+++ Available records +++
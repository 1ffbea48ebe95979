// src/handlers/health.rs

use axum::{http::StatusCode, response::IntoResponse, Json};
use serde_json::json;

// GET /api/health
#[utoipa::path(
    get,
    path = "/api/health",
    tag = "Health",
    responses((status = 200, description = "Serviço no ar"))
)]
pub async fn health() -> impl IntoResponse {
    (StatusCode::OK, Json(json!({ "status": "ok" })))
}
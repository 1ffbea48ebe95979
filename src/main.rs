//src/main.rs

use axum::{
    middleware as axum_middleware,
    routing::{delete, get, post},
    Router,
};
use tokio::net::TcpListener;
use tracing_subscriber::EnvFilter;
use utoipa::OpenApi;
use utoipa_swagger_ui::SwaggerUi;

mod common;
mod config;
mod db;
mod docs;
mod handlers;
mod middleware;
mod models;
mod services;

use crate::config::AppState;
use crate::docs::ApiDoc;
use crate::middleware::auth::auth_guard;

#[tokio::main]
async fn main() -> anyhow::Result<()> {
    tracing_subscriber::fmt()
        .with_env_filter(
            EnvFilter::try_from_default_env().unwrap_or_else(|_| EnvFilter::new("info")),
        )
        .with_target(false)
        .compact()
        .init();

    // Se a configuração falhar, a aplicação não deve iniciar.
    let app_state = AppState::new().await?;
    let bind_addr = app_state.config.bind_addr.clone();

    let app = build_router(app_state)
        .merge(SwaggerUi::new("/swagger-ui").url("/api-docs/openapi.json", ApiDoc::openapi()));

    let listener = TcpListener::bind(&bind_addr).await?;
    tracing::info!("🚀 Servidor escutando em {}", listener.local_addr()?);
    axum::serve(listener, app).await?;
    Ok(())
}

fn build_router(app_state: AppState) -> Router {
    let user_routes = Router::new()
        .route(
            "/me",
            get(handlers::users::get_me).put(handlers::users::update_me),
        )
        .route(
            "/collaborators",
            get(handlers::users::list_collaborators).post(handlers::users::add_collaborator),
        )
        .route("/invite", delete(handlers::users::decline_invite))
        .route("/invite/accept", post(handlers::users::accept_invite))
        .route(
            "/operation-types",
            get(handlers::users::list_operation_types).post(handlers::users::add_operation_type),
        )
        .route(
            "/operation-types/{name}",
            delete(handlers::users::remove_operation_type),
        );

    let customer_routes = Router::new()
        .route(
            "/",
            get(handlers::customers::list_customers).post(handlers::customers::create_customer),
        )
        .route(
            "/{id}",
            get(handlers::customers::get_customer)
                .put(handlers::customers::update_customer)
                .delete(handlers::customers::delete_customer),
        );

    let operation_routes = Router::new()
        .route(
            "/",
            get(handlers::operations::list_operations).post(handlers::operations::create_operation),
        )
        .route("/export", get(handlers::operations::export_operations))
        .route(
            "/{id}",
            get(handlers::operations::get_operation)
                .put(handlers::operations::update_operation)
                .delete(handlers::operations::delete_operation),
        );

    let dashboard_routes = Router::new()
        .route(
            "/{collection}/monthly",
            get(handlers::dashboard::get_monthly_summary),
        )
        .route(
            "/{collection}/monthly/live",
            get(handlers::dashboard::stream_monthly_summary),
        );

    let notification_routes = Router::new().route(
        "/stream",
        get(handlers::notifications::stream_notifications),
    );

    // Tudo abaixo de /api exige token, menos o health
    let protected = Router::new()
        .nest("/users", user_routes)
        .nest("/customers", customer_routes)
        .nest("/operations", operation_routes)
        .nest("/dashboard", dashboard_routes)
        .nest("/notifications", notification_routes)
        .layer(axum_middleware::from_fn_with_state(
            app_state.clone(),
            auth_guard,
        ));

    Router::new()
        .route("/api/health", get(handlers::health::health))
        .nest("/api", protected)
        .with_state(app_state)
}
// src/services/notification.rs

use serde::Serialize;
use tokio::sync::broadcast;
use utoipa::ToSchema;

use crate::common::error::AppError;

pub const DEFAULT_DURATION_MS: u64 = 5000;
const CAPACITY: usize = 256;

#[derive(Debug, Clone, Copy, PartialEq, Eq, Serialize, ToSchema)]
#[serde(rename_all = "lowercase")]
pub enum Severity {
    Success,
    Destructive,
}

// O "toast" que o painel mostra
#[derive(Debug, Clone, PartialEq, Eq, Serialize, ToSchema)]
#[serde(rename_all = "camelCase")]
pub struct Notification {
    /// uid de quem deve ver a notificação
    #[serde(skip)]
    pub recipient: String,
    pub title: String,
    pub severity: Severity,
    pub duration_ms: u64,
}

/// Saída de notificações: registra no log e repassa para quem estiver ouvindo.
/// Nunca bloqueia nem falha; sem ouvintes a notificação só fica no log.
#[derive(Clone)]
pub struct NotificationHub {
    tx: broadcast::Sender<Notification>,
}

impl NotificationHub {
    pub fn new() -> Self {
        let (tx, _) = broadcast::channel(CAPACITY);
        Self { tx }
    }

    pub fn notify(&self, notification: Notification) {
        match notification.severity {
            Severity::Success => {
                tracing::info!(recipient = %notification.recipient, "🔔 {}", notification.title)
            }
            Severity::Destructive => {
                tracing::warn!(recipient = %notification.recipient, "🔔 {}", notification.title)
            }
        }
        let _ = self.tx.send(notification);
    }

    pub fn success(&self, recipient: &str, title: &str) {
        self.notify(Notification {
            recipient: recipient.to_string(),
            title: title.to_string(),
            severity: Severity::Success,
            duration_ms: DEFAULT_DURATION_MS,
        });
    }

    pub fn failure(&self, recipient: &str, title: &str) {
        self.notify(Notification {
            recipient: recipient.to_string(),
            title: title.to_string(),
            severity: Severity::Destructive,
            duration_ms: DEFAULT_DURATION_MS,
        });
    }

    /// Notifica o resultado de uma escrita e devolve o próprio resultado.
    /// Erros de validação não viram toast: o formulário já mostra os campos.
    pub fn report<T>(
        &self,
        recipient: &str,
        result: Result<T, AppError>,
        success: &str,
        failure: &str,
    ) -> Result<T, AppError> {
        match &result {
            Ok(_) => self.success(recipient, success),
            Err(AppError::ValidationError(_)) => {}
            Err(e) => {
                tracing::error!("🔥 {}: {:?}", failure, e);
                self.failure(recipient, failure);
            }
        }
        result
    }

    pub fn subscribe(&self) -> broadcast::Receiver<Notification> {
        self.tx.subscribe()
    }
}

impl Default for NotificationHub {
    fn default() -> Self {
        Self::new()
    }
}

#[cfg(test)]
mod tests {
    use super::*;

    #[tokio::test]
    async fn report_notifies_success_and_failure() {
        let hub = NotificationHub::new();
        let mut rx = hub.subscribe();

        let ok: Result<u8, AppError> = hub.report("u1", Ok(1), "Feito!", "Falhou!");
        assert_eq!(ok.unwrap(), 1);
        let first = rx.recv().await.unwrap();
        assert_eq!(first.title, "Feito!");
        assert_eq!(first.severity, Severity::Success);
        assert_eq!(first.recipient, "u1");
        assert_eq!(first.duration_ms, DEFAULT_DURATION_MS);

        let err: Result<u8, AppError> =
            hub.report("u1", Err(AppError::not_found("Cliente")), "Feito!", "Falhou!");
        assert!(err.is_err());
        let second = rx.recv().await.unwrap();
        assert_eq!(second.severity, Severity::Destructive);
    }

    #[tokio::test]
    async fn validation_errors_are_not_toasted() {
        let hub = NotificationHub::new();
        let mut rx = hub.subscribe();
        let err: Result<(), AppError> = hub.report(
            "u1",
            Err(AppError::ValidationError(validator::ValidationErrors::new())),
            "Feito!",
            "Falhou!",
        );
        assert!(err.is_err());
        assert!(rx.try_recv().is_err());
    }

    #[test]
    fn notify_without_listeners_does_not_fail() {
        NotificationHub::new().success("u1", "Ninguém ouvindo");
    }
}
+++
+++ Available records +++
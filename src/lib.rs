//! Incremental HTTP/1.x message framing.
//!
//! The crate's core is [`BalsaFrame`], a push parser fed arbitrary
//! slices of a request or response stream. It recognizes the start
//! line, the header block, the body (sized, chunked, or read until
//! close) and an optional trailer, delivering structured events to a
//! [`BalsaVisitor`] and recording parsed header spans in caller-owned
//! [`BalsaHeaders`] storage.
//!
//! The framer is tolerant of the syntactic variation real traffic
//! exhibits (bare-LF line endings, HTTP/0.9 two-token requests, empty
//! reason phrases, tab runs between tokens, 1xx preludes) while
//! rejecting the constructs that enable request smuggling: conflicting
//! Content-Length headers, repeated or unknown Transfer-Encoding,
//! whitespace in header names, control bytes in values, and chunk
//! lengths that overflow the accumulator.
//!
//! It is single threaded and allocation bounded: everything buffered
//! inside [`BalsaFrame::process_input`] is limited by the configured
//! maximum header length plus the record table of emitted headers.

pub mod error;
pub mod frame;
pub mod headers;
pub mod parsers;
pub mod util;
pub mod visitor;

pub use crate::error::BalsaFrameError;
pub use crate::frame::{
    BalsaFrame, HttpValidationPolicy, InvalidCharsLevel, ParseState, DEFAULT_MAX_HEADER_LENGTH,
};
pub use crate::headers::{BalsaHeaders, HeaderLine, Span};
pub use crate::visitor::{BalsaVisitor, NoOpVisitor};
+++
> **Task prompt**
An answer is complete only when it holds every line above containing the string "derive".

> **Exercise answer**
#[derive(Debug, Clone, Copy, PartialEq, Eq, Serialize, ToSchema)]
#[derive(Debug, Clone, PartialEq, Eq, Serialize, ToSchema)]
#[derive(Clone)]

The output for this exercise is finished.